Yup, I was born with a birth defect. That sounds horrible, a ‘defect’ as if I was a broken baby. But yeah, both my feet were malformed at birth.
If you wouldn’t know, you wouldn’t notice anything weird at first – only the 12 cm (4’ 7”) scars on my heels & my small calves give it away if you look closely.
But it actually does affect my ability to stand, walk and balance. I am so jealous of my partner, who can literally hike on flip-flops.
Yes, I am fortunate I don’t have to wear orthopedic shoes, but I do need insoles in order to function correctly. And insoles don’t fit in sandals… so my feet are always ‘trapped’ in closed toe shoes until I found the PERFECT solution…
What is CTEV aka Clubfoot?
If you found this article via Google and you were born with clubfoot too, feel free to scroll past this section!
Clubfoot is a malformed foot or two malformed feet, pointing down and inward; officially called Congenital Talipes Equino Varus (CTEV).
So glad they have a fancy name for it, clubfoot (and especially the Dutch translation) isn’t such a great term. Since clubfoot is a birth defect, almost all articles on the internet are written for expectant or young parents: it’s all about the babies.
1 out of 1000 babies is born with clubfoot and men are affected twice as often as women (note: I don’t believe in gender binary, but the stats are what they are for now).
I’m one very special gal because I was born with bilateral clubfoot (yes, that’s double the fun). Although I think I’m happy I don’t have a “good” foot and a “defect” foot – I don’t think comparing the two would do me any good.
The exact cause of clubfoot is unclear, but it might be genetics in my case – my grandma was born with bilateral clubfoot as well.
My Grandma Blamed Herself For My Defect
Subconsciously this might be my biggest motivation to travel the world and prove to everyone I can do anything because my grandma couldn’t.
She was born in a time they break both feet in order to correct them. And although she did have very good years and did quite some hiking too, nowadays, she doesn’t go out of the house anymore.
Her feet hurt too much, and she can’t stand or walk for more than a few minutes. So when I was born, she was devastated.

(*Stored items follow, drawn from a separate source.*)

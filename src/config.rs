//! Configuration for CursorKV
//!
//! Centralized configuration with sensible defaults.

use std::path::PathBuf;
use std::time::Duration;

use crate::error::{Result, StoreError};

/// Main configuration for a CursorKV store
#[derive(Debug, Clone)]
pub struct StoreConfig {
    // -------------------------------------------------------------------------
    // Identity
    // -------------------------------------------------------------------------
    /// Logical store name (used in logs only)
    pub name: String,

    // -------------------------------------------------------------------------
    // Storage Configuration
    // -------------------------------------------------------------------------
    /// Path of the single backing file
    pub path: PathBuf,

    /// Permission bits applied when the file is created (unix only)
    pub mode: u32,

    /// Rewrite the commit log into a single record right after opening
    pub compact_on_open: bool,

    // -------------------------------------------------------------------------
    // Commit Configuration
    // -------------------------------------------------------------------------
    /// How often commits are fsynced
    pub sync_strategy: SyncStrategy,

    /// Slice length used while waiting for the writer lock; the context is
    /// re-checked between slices
    pub lock_poll_interval: Duration,
}

/// Commit sync strategy
#[derive(Debug, Clone, Copy, PartialEq, Eq)]
pub enum SyncStrategy {
    /// fsync after every commit (safest, slowest)
    EveryCommit,

    /// fsync after N commits (balanced durability/performance)
    EveryNCommits { count: usize },
}

impl Default for StoreConfig {
    fn default() -> Self {
        Self {
            name: "default".to_string(),
            path: PathBuf::from("./cursorkv.db"),
            mode: 0o600,
            compact_on_open: false,
            sync_strategy: SyncStrategy::EveryCommit,
            lock_poll_interval: Duration::from_millis(10),
        }
    }
}

impl StoreConfig {
    /// Create a new config builder
    pub fn builder() -> StoreConfigBuilder {
        StoreConfigBuilder::default()
    }

    /// Reject values that can never produce a working store
    pub fn validate(&self) -> Result<()> {
        if self.name.is_empty() {
            return Err(StoreError::Config("store name must not be empty".into()));
        }
        if self.path.as_os_str().is_empty() {
            return Err(StoreError::Config("store path must not be empty".into()));
        }
        if self.mode & !0o7777 != 0 {
            return Err(StoreError::Config(format!(
                "invalid permission mode {:o}",
                self.mode
            )));
        }
        if let SyncStrategy::EveryNCommits { count: 0 } = self.sync_strategy {
            return Err(StoreError::Config("sync count must be at least 1".into()));
        }
        if self.lock_poll_interval.is_zero() {
            return Err(StoreError::Config(
                "lock poll interval must be non-zero".into(),
            ));
        }
        Ok(())
    }
}

/// Builder for StoreConfig
#[derive(Default)]
pub struct StoreConfigBuilder {
    config: StoreConfig,
}

impl StoreConfigBuilder {
    /// Set the store name
    pub fn name(mut self, name: impl Into<String>) -> Self {
        self.config.name = name.into();
        self
    }

    /// Set the backing file path
    pub fn path(mut self, path: impl Into<PathBuf>) -> Self {
        self.config.path = path.into();
        self
    }

    /// Set the permission bits used when creating the file
    pub fn mode(mut self, mode: u32) -> Self {
        self.config.mode = mode;
        self
    }

    /// Compact the log once the store is opened
    pub fn compact_on_open(mut self, enabled: bool) -> Self {
        self.config.compact_on_open = enabled;
        self
    }

    /// Set the commit sync strategy
    pub fn sync_strategy(mut self, strategy: SyncStrategy) -> Self {
        self.config.sync_strategy = strategy;
        self
    }

    /// Set the writer lock polling slice
    pub fn lock_poll_interval(mut self, interval: Duration) -> Self {
        self.config.lock_poll_interval = interval;
        self
    }

    pub fn build(self) -> StoreConfig {
        self.config
    }
}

She thought I was going to undergo the same fate, and she was to blame.
Luckily for me, they don’t break feet anymore. My feet were cast shortly after I was born, in order to improve the position. After 5 months I got surgery, my Achilles tendon was extended through a Posteromedial Release Surgery.
Afterwards, I wore braces until the age of four, I did physical therapy for quite a while and went to the orthopedist for yearly checkups until I was about 13. I’m one of the ‘good’ cases, my surgery was exemplary, and I never needed another one.
Nowadays, there is an even better option to treat clubfoot: the Ponseti method. It’s a manipulative technique that corrects the foot without invasive surgery. It really only gets better!
Traveling & Living with Clubfoot
So how are my ‘defect’ feet doing? Well, I know my ankles are stiffer than ‘normal’ ones, as I cannot bend my leg/foot more than a 90 degrees angle (dorsiflexion of 0 degrees that is).
And apparently my feet are slightly less mobile, my balance is off (but I practice ballet for a long time, which helped me a lot) and I get tired more quickly.
But how would I know? These are the only feet I’ve ever known, and I can’t try out someone else’s feet for a day.
Therefore, I’m happy to say my feet are doing so well – the best I’ve ever known my feet to be! It definitely took some time to figure out what my feet need.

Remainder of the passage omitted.